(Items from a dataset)
=== Begin Enclosure ===
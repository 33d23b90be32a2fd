//! Test matrix construction from a [`MatrixSpec`].

use anyhow::{Context, Result};
use strata_core::{MatrixError, RowBlockMatrix};

use crate::config::MatrixSpec;
use crate::mtx::read_matrix_market;

/// Build the whole matrix described by `spec` as a single row block.
pub fn build_matrix(spec: &MatrixSpec) -> Result<RowBlockMatrix<f64>> {
    match spec {
        MatrixSpec::Laplacian2d { nx, ny } => Ok(laplacian2d(*nx, *ny)?),
        MatrixSpec::GradedBand {
            n,
            bandwidth,
            decades,
        } => Ok(graded_band(*n, *bandwidth, *decades)?),
        MatrixSpec::MatrixMarket { path } => read_matrix_market(path)
            .with_context(|| format!("Failed to load matrix from {}", path.display())),
    }
}

/// 5-point Laplacian on an `nx x ny` grid, rows ordered x-fastest.
pub fn laplacian2d(nx: usize, ny: usize) -> Result<RowBlockMatrix<f64>, MatrixError> {
    let n = nx * ny;
    let mut triplets = Vec::with_capacity(5 * n);
    for y in 0..ny {
        for x in 0..nx {
            let i = x + y * nx;
            if y > 0 {
                triplets.push((i, i - nx, -1.0));
            }
            if x > 0 {
                triplets.push((i, i - 1, -1.0));
            }
            triplets.push((i, i, 4.0));
            if x + 1 < nx {
                triplets.push((i, i + 1, -1.0));
            }
            if y + 1 < ny {
                triplets.push((i, i + nx, -1.0));
            }
        }
    }
    RowBlockMatrix::from_triplets(n, n, &triplets)
}

/// Diagonally dominant band matrix whose rows are scaled by powers of ten
/// cycling through `decades` orders of magnitude.
///
/// The entries are deterministic, so repeated runs produce identical reports.
pub fn graded_band(
    n: usize,
    bandwidth: usize,
    decades: u32,
) -> Result<RowBlockMatrix<f64>, MatrixError> {
    let cycle = decades.max(1) as usize;
    let mut triplets = Vec::new();
    for i in 0..n {
        let scale = 10f64.powi((i % cycle) as i32 - (cycle / 2) as i32);
        let lo = i.saturating_sub(bandwidth);
        let hi = (i + bandwidth).min(n.saturating_sub(1));
        for j in lo..=hi {
            let v = if i == j {
                2.0 * (bandwidth as f64 + 1.0)
            } else {
                // Vary the off-diagonal magnitudes without breaking dominance.
                -1.0 + 0.5 / (1 + (i * 7 + j * 3) % 5) as f64
            };
            triplets.push((i, j, v * scale));
        }
    }
    RowBlockMatrix::from_triplets(n, n, &triplets)
}

#[cfg(test)]
mod tests {
    use super::*;

    #[test]
    fn test_laplacian_structure() {
        let a = laplacian2d(3, 2).unwrap();
        assert_eq!(a.nrow(), 6);
        // Corners have 3 entries, edge midpoints 4.
        assert_eq!(a.nnz_loc(), 3 * 4 + 2 * 4);
        let (cols, vals) = a.row(1);
        assert_eq!(cols, &[0, 1, 2, 4]);
        assert_eq!(vals, &[-1.0, 4.0, -1.0, -1.0]);
    }

    #[test]
    fn test_graded_band_spans_decades() {
        let a = graded_band(12, 1, 4).unwrap();
        assert_eq!(a.nnz_loc(), 12 * 3 - 2);
        let diag = |i: usize| {
            let (cols, vals) = a.row(i);
            cols.iter().zip(vals).find(|&(&j, _)| j == i).map(|(_, &v)| v)
        };
        assert_eq!(diag(0), Some(4.0 * 0.01));
        assert_eq!(diag(3), Some(4.0 * 10.0));
        assert_eq!(diag(4), diag(0));
    }
}
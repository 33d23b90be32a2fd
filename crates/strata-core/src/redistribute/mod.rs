//! Redistribution between a layered (3-D) grid and its coordinating layer.
//!
//! Before factorization, the matrix and right-hand sides that live on every
//! depth layer are consolidated onto layer 0's 2-D grid. After the solve, the
//! solution is scattered back to every layer in its own row layout.
//!
//! Each routine is a collective call. Its sequence of communications is fixed:
//! a count exchange over the depth communicator, the data exchange that the
//! counts size, and, for the matrix gather, a row-offset exchange over the
//! coordinating layer's 2-D communicator.
//!
//! - [`plan`]: per-layer count and displacement tables.
//! - [`ranges`]: contiguous-range offsets and global vector assembly.
//! - [`consolidate`]: matrix gather onto the coordinating layer.
//! - [`rhs`]: dense right-hand side gather and scatter.

pub mod consolidate;
pub mod plan;
pub mod ranges;
pub mod rhs;

use strata_comm::CommError;
use thiserror::Error;

use crate::matrix::MatrixError;

pub use consolidate::{gather_matrix, gather_system, gather_system_planned};
pub use plan::{LayerCounts, LayerPlan};
pub use ranges::ContiguousRanges;
pub use rhs::{gather_rhs, scatter_rhs};

/// Errors raised by the layered redistribution routines.
#[derive(Debug, Error)]
pub enum RedistributeError {
    #[error(transparent)]
    InvalidArgument(#[from] MatrixError),

    #[error("Communication failed: {0}")]
    Comm(#[from] CommError),
}
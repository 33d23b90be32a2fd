//! Column-major dense blocks with an explicit leading dimension.
//!
//! A [`DenseBlock`] holds the right-hand sides (or solutions) aligned with a
//! process's row block: `nrows` equals the matrix block's `m_loc`, and the
//! storage stride `ld` may exceed `nrows`, exactly like a LAPACK `B`/`LDB`
//! pair. Entry `(i, j)` lives at `data[i + j * ld]`.

use ndarray::{Array2, ArrayView2, ArrayViewMut2, ShapeBuilder};

use crate::matrix::MatrixError;

/// Column-major dense block with leading dimension `ld >= max(nrows, 1)`.
#[derive(Debug, Clone, PartialEq)]
pub struct DenseBlock<T> {
    nrows: usize,
    ncols: usize,
    ld: usize,
    data: Vec<T>,
}

impl<T: Copy> DenseBlock<T> {
    /// Wrap column-major storage.
    pub fn new(nrows: usize, ncols: usize, ld: usize, data: Vec<T>) -> Result<Self, MatrixError> {
        if ld < nrows.max(1) {
            return Err(MatrixError::invalid(
                "ld",
                format!("leading dimension {ld} is smaller than max({nrows}, 1)"),
            ));
        }
        let required = storage_len(nrows, ncols, ld);
        if data.len() < required {
            return Err(MatrixError::invalid(
                "data",
                format!("{} elements cannot hold {nrows} x {ncols} with ld = {ld}", data.len()),
            ));
        }
        Ok(Self {
            nrows,
            ncols,
            ld,
            data,
        })
    }

    /// Fill a tightly packed block (`ld = max(nrows, 1)`) from `f(i, j)`.
    pub fn from_fn(nrows: usize, ncols: usize, mut f: impl FnMut(usize, usize) -> T) -> Self {
        let mut data = Vec::with_capacity(nrows * ncols);
        for j in 0..ncols {
            for i in 0..nrows {
                data.push(f(i, j));
            }
        }
        Self {
            nrows,
            ncols,
            ld: nrows.max(1),
            data,
        }
    }

    /// Fill a block with an explicit stride. Padding rows repeat the last
    /// entry of their column and carry no meaning.
    pub fn from_fn_with_stride(
        nrows: usize,
        ncols: usize,
        ld: usize,
        mut f: impl FnMut(usize, usize) -> T,
    ) -> Result<Self, MatrixError> {
        if ld < nrows.max(1) {
            return Err(MatrixError::invalid(
                "ld",
                format!("leading dimension {ld} is smaller than max({nrows}, 1)"),
            ));
        }
        let mut data = Vec::with_capacity(ld * ncols);
        for j in 0..ncols {
            for i in 0..nrows {
                data.push(f(i, j));
            }
            if let Some(&pad) = data.last() {
                data.extend(std::iter::repeat(pad).take(ld - nrows));
            }
        }
        Self::new(nrows, ncols, ld, data)
    }

    /// Copy an ndarray matrix into a block with stride `ld`.
    pub fn from_array(array: &Array2<T>, ld: usize) -> Result<Self, MatrixError> {
        let (nrows, ncols) = array.dim();
        Self::from_fn_with_stride(nrows, ncols, ld, |i, j| array[[i, j]])
    }

    pub fn nrows(&self) -> usize {
        self.nrows
    }

    pub fn ncols(&self) -> usize {
        self.ncols
    }

    /// Leading dimension (column stride) of the storage.
    pub fn ld(&self) -> usize {
        self.ld
    }

    /// Raw storage, including any padding rows.
    pub fn as_slice(&self) -> &[T] {
        &self.data
    }

    pub fn get(&self, i: usize, j: usize) -> T {
        self.data[i + j * self.ld]
    }

    pub fn set(&mut self, i: usize, j: usize, value: T) {
        self.data[i + j * self.ld] = value;
    }

    /// The `nrows` meaningful entries of column `j`.
    pub fn column(&self, j: usize) -> &[T] {
        if self.nrows == 0 {
            return &[];
        }
        &self.data[j * self.ld..j * self.ld + self.nrows]
    }

    /// Strided view of the logical `nrows x ncols` matrix.
    pub fn view(&self) -> ArrayView2<'_, T> {
        let data = &self.data[..storage_len(self.nrows, self.ncols, self.ld)];
        ArrayView2::from_shape((self.nrows, self.ncols).strides(self.strides()), data)
            .unwrap_or_else(|e| unreachable!("validated block layout rejected: {e}"))
    }

    /// Mutable strided view of the logical `nrows x ncols` matrix.
    pub fn view_mut(&mut self) -> ArrayViewMut2<'_, T> {
        let len = storage_len(self.nrows, self.ncols, self.ld);
        let (nrows, ncols, strides) = (self.nrows, self.ncols, self.strides());
        ArrayViewMut2::from_shape((nrows, ncols).strides(strides), &mut self.data[..len])
            .unwrap_or_else(|e| unreachable!("validated block layout rejected: {e}"))
    }

    /// Element strides for ndarray. Empty blocks have no storage, so their
    /// strides must be zero to pass the bounds check.
    fn strides(&self) -> (usize, usize) {
        if self.nrows == 0 || self.ncols == 0 {
            (0, 0)
        } else {
            (1, self.ld)
        }
    }

    /// Owned copy of the logical matrix.
    pub fn to_array(&self) -> Array2<T> {
        self.view().to_owned()
    }

    /// Column-major copy with stride `nrows` (no padding).
    pub fn to_compact(&self) -> Vec<T> {
        let mut out = Vec::with_capacity(self.nrows * self.ncols);
        for j in 0..self.ncols {
            out.extend_from_slice(self.column(j));
        }
        out
    }

    /// Overwrite the logical entries from a compact column-major buffer,
    /// leaving padding rows untouched.
    pub fn copy_from_compact(&mut self, src: &[T]) -> Result<(), MatrixError> {
        if src.len() != self.nrows * self.ncols {
            return Err(MatrixError::invalid(
                "src",
                format!(
                    "{} elements for a {} x {} block",
                    src.len(),
                    self.nrows,
                    self.ncols
                ),
            ));
        }
        copy_block(self.nrows, self.ncols, &mut self.data, self.ld, src, self.nrows.max(1));
        Ok(())
    }

    /// Whether both blocks hold the same logical entries, bit for bit when
    /// `T` compares exactly. Strides and padding are ignored.
    pub fn same_entries(&self, other: &Self) -> bool
    where
        T: PartialEq,
    {
        self.nrows == other.nrows && self.ncols == other.ncols && self.view() == other.view()
    }
}

/// Minimum storage length of an `nrows x ncols` block with stride `ld`.
fn storage_len(nrows: usize, ncols: usize, ld: usize) -> usize {
    if nrows == 0 || ncols == 0 {
        0
    } else {
        ld * (ncols - 1) + nrows
    }
}

/// Copy an `n x m` column-major block between buffers with independent
/// leading dimensions.
pub(crate) fn copy_block<T: Copy>(
    n: usize,
    m: usize,
    dst: &mut [T],
    lddst: usize,
    src: &[T],
    ldsrc: usize,
) {
    if n == 0 {
        return;
    }
    for j in 0..m {
        dst[j * lddst..j * lddst + n].copy_from_slice(&src[j * ldsrc..j * ldsrc + n]);
    }
}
=== End Enclosure ===
TASK DETAILS> Both the line containing "pub fn build_matrix(spec: &MatrixSpec)" and the line containing "let n = nx * ny;" belong in the answer. Print them and every line above that falls between them exactly, and no others.

EXERCISE RESPONSE>
pub fn build_matrix(spec: &MatrixSpec) -> Result<RowBlockMatrix<f64>> {
    match spec {
        MatrixSpec::Laplacian2d { nx, ny } => Ok(laplacian2d(*nx, *ny)?),
        MatrixSpec::GradedBand {
            n,
            bandwidth,
            decades,
        } => Ok(graded_band(*n, *bandwidth, *decades)?),
        MatrixSpec::MatrixMarket { path } => read_matrix_market(path)
            .with_context(|| format!("Failed to load matrix from {}", path.display())),
    }
}

/// 5-point Laplacian on an `nx x ny` grid, rows ordered x-fastest.
pub fn laplacian2d(nx: usize, ny: usize) -> Result<RowBlockMatrix<f64>, MatrixError> {
    let n = nx * ny;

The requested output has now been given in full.